Secondly, because a book takes so long to come together, it’s a marathon effort. Hopefully you’ve set aside a set time each week to get your writing done, but when you get into week 10, 11, 12, that writing time feels shorter and shorter. When you have an outline, you can sit down with a clear idea of what that day’s writing task is. That makes sticking to it through to the end so much easier.

Tip #1- Choose your structure

You want to outline your book so it has a coherent shape, but what does it mean for a book to have a coherent shape and how do you mold it?

Stories all have an inherent structure to how they pull the reader through to the end. All structures share the same general shape of beginning, rising action, climax, and ending. Different ways of planning and looking at structure break it down into various parts with different number of milestones along the way. We’ve discussed some of the different approaches to structure before. What fascinates me about story structure is that they are like different maps of the same place. Some may show hills and valleys while others show political lines or resources–but if you lay them all on top of one another, they will line up.

When we developed the Memoir Method, we didn’t set out to reinvent the wheel, but to draw a version of the map that would be most useful to first-time memoir authors, to help ensure their stories have a clear structure without being too inflexible to allow for creativity and for it to apply to your actual life story. With our method, you divide your book into four “quadrants,” each ending with a kind of milestone. These milestones help pull the reader through and ensure that shape–beginning, rising action, climax, and ending–keeps the book as a cohesive story.

Tip # 2- Balance the specific plan with wiggle room

Many writers who are hesitant about outlines are really resistant to being put in a box. They don’t want to force their story into exacting formula–but this is not what outlining your memoir should feel like!

Your want your outline to give you a clear plan, but you don’t want to suck the fun out of it. You want your outline to show you the shape, but you’re still going to have plenty of room to play, explore, and discover things about your story along the way. So how do you strike this balance?

Generally speaking, having a chapter summary of about 150-200 words for each chapter (usually around 20 chapters) gives you a pretty solid outline. Short summaries also ensure that you’re sticking to the big high-level points and not getting stuck in the details.

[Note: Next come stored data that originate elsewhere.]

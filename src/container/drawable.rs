//! One vector element drawn on top of the background

use crate::domain::{ContainerId, Rect, SurfaceId};
use crate::error::FieldError;
use crate::fields::{
    Field, FieldCache, FieldChanged, FieldHolder, FieldType, FieldValue, PreparedFilter, Scope,
};

use super::kind::{ContainerKind, filters_for};

/// A drawable element with its fields.
///
/// Highlight and obfuscate elements own child filter elements that share
/// their bounds. The surface an element is attached to is referenced by
/// id only; the surface owns its elements.
#[derive(Debug, Clone, PartialEq)]
pub struct DrawableContainer {
    id: ContainerId,
    kind: ContainerKind,
    bounds: Rect,
    fields: Vec<Field>,
    text: String,
    children: Vec<DrawableContainer>,
    surface: Option<SurfaceId>,
}

impl DrawableContainer {
    /// Create an element whose fields start from the session's last used
    /// values.
    pub fn new(kind: ContainerKind, bounds: Rect, cache: &FieldCache) -> Self {
        let mut container = Self::build(kind, bounds, |field_type, scope| {
            cache.create_field(field_type, scope, kind.default_override(field_type))
        });
        container.configure_children(Some(cache));
        container
    }

    /// Create an element from the static defaults only, used when
    /// restoring persisted elements.
    pub fn with_default_fields(kind: ContainerKind, bounds: Rect) -> Self {
        let mut container = Self::build(kind, bounds, |field_type, scope| {
            let value = kind
                .default_override(field_type)
                .unwrap_or_else(|| field_type.default_value());
            Field::with_value(field_type, scope, value)
                .unwrap_or_else(|_| Field::new(field_type, scope))
        });
        container.configure_children(None);
        container
    }

    fn build(
        kind: ContainerKind,
        bounds: Rect,
        mut make_field: impl FnMut(FieldType, Scope) -> Field,
    ) -> Self {
        let scope = kind.scope();
        let fields = kind
            .supported_fields()
            .iter()
            .map(|field_type| make_field(*field_type, scope))
            .collect();
        Self {
            id: ContainerId::new(),
            kind,
            bounds,
            fields,
            text: String::new(),
            children: Vec::new(),
            surface: None,
        }
    }

    /// Keep a persisted identity
    pub(crate) fn with_id(mut self, id: ContainerId) -> Self {
        self.id = id;
        self
    }

    pub fn with_text(mut self, text: impl Into<String>) -> Self {
        self.text = text.into();
        self
    }

    pub fn id(&self) -> ContainerId {
        self.id
    }

    pub fn kind(&self) -> ContainerKind {
        self.kind
    }

    pub fn bounds(&self) -> Rect {
        self.bounds
    }

    /// Move or resize; child filters follow.
    pub(crate) fn set_bounds(&mut self, bounds: Rect) {
        self.bounds = bounds;
        for child in &mut self.children {
            child.set_bounds(bounds);
        }
    }

    pub fn text(&self) -> &str {
        &self.text
    }

    pub(crate) fn set_text(&mut self, text: String) -> String {
        std::mem::replace(&mut self.text, text)
    }

    pub fn children(&self) -> &[DrawableContainer] {
        &self.children
    }

    pub(crate) fn replace_children(
        &mut self,
        children: Vec<DrawableContainer>,
    ) -> Vec<DrawableContainer> {
        std::mem::replace(&mut self.children, children)
    }

    /// Surface this element is attached to
    pub fn surface(&self) -> Option<SurfaceId> {
        self.surface
    }

    pub(crate) fn attach(&mut self, surface: SurfaceId) {
        self.surface = Some(surface);
    }

    pub(crate) fn detach(&mut self) {
        self.surface = None;
    }

    /// Own fields, without those of child filters
    pub fn own_fields(&self) -> &[Field] {
        &self.fields
    }

    pub fn prepared_filter(&self) -> Option<PreparedFilter> {
        let field_type = self.kind.prepared_filter_field()?;
        self.field(field_type)?.value_or_default().as_prepared_filter()
    }

    /// Rebuild the child filters from the prepared filter field.
    ///
    /// Children take their values from the cache when one is given and
    /// from the static defaults otherwise.
    pub(crate) fn configure_children(&mut self, cache: Option<&FieldCache>) {
        let Some(prepared) = self.prepared_filter() else {
            return;
        };
        let bounds = self.bounds;
        self.children = filters_for(prepared)
            .iter()
            .map(|filter| {
                let kind = ContainerKind::Filter(*filter);
                match cache {
                    Some(cache) => DrawableContainer::new(kind, bounds, cache),
                    None => DrawableContainer::with_default_fields(kind, bounds),
                }
            })
            .collect();
        log::debug!(
            "Configured {} with {:?}: {} filter(s)",
            self.kind,
            prepared,
            self.children.len()
        );
    }

    fn own_field_mut(&mut self, field_type: FieldType) -> Option<&mut Field> {
        self.fields.iter_mut().find(|f| f.field_type() == field_type)
    }

    /// Whether the point hits this element
    pub fn contains_point(&self, x: i32, y: i32) -> bool {
        self.bounds.contains_point(x, y)
    }
}

impl FieldHolder for DrawableContainer {
    fn field_types(&self) -> Vec<FieldType> {
        let mut types: Vec<FieldType> = self.fields.iter().map(Field::field_type).collect();
        for child in &self.children {
            for field_type in child.field_types() {
                if !types.contains(&field_type) {
                    types.push(field_type);
                }
            }
        }
        types
    }

    fn field(&self, field_type: FieldType) -> Option<&Field> {
        self.fields
            .iter()
            .find(|f| f.field_type() == field_type)
            .or_else(|| self.children.iter().find_map(|c| c.field(field_type)))
    }

    /// Writes the own field and every child field of that type. A change
    /// of the prepared filter rebuilds the children from static defaults.
    fn set_field_value(
        &mut self,
        field_type: FieldType,
        value: FieldValue,
    ) -> Result<Option<FieldChanged>, FieldError> {
        if !self.has_field(field_type) {
            return Err(FieldError::Unsupported(field_type));
        }
        let mut changed = None;
        if let Some(field) = self.own_field_mut(field_type) {
            changed = field.set(value.clone())?;
        }
        for child in &mut self.children {
            if child.has_field(field_type) {
                let child_change = child.set_field_value(field_type, value.clone())?;
                changed = changed.or(child_change);
            }
        }
        if changed.is_some() && self.kind.prepared_filter_field() == Some(field_type) {
            self.configure_children(None);
        }
        Ok(changed)
    }
}

#[cfg(test)]
mod tests {
    use super::*;
    use crate::container::FilterKind;
    use crate::domain::Color;

    fn kinds(children: &[DrawableContainer]) -> Vec<ContainerKind> {
        children.iter().map(|c| c.kind()).collect()
    }

    #[test]
    fn test_new_uses_last_used_values() {
        let cache = FieldCache::default();
        cache.remember(
            FieldType::LineColor,
            ContainerKind::Rectangle.scope(),
            &FieldValue::Color(Color::BLACK),
        );
        let rect = DrawableContainer::new(ContainerKind::Rectangle, Rect::default(), &cache);
        assert_eq!(rect.color_value(FieldType::LineColor), Color::BLACK);

        let ellipse = DrawableContainer::new(ContainerKind::Ellipse, Rect::default(), &cache);
        assert_eq!(ellipse.color_value(FieldType::LineColor), Color::RED);
    }

    #[test]
    fn test_field_set_follows_registry() {
        let line = DrawableContainer::with_default_fields(ContainerKind::Line, Rect::default());
        assert_eq!(
            line.field_types(),
            vec![FieldType::LineThickness, FieldType::LineColor, FieldType::Shadow]
        );
        assert!(!line.has_field(FieldType::FillColor));
    }

    #[test]
    fn test_unsupported_field_is_rejected() {
        let mut line = DrawableContainer::with_default_fields(ContainerKind::Line, Rect::default());
        let err = line
            .set_field_value(FieldType::FontSize, FieldValue::Single(3.0))
            .unwrap_err();
        assert_eq!(err, FieldError::Unsupported(FieldType::FontSize));
    }

    #[test]
    fn test_filter_children_follow_prepared_filter() {
        let mut obfuscate = DrawableContainer::with_default_fields(
            ContainerKind::Obfuscate,
            Rect::new(0, 0, 20, 20),
        );
        assert_eq!(
            kinds(obfuscate.children()),
            vec![ContainerKind::Filter(FilterKind::Pixelize)]
        );
        assert!(obfuscate.has_field(FieldType::PixelSize));

        obfuscate
            .set_field_value(
                FieldType::PreparedFilterObfuscate,
                FieldValue::PreparedFilter(PreparedFilter::Blur),
            )
            .unwrap();
        assert_eq!(
            kinds(obfuscate.children()),
            vec![ContainerKind::Filter(FilterKind::Blur)]
        );
        assert!(!obfuscate.has_field(FieldType::PixelSize));
        assert!(obfuscate.has_field(FieldType::BlurRadius));
    }

    #[test]
    fn test_child_fields_are_written_through_parent() {
        let mut highlight = DrawableContainer::with_default_fields(
            ContainerKind::Highlight,
            Rect::new(0, 0, 20, 20),
        );
        highlight
            .set_field_value(FieldType::HighlightColor, FieldValue::Color(Color::RED))
            .unwrap();
        assert_eq!(
            highlight.children()[0].color_value(FieldType::HighlightColor),
            Color::RED
        );
    }

    #[test]
    fn test_children_follow_bounds() {
        let mut highlight = DrawableContainer::with_default_fields(
            ContainerKind::Highlight,
            Rect::new(0, 0, 20, 20),
        );
        highlight.set_bounds(Rect::new(5, 5, 25, 25));
        assert_eq!(highlight.children()[0].bounds(), Rect::new(5, 5, 25, 25));
    }
}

Knowing when you’re done with your outline and ready to draft depends a lot on you and your comfort level, but there is a particular vibe I want you to aim for. Imagine you’re planning a vacation abroad to a place you’ve never been to before. You definitely want to plan things out, right? You want to know where you’re going to stay, the major things you want to see, things that need to be booked in advance, and think a bit through your logistics of how you will get to place to place.

But you don’t want to overplan. If you have a to-the-minute itinerary, then it’s not going to feel like a vacation anymore. When your outline feels like a well-planned vacation with plenty of free time to explore each location, then you’re ready to go.

This outlining metaphor brought to you by my trip to Ireland last year.

Tip #3- Use a plain voice and third person

Your outine is not just a truncated form of your book in the same way that a map is not the place itself.

When outlining your memoir, you want to take an objective, arm’s-length view of your story. A great way to ensure you’re getting this objective look is allowing yourself to write in a very plain, no-frills voice and approach. Metaphors, imagery, and evocative description come later.

We also recommend writing your book in the third person. This can feel odd at first because it’s your life story and our brains are wired to think in first person about ourselves. Writing in third allows you to take yet another step back to give you a real and honest look at what stories and elements belong in the book, and which don’t. Every part of your life matters to you. When we take a step back and allow ourselves to think of ourselves as a character in a book, we can see what parts of our life belong to the book a bit more objectively.

Tip #4- Get feedback

When you have a finished outline with a clear chapter summary for each planned chapter, it’s a great point in the process to get some feedback. We’ve written before on how to get effective feedback. Because your outline is written in plain language, this is a good chance to be sure your big-picture points are coming across the way you want them to and that everything logically follows from one chapter to the next. Whether it’s a friend or professional (we do offer outline reviews from Page & Podium!), having a second set of eyes at this stage is invaluble.

Tip #5-Don’t Panic

The only sure thing about plans is that they never go 100% to plan. Same goes for outlines–I’ve never known a project that didn’t need adjustment to the outline at some point along the way. That’s okay!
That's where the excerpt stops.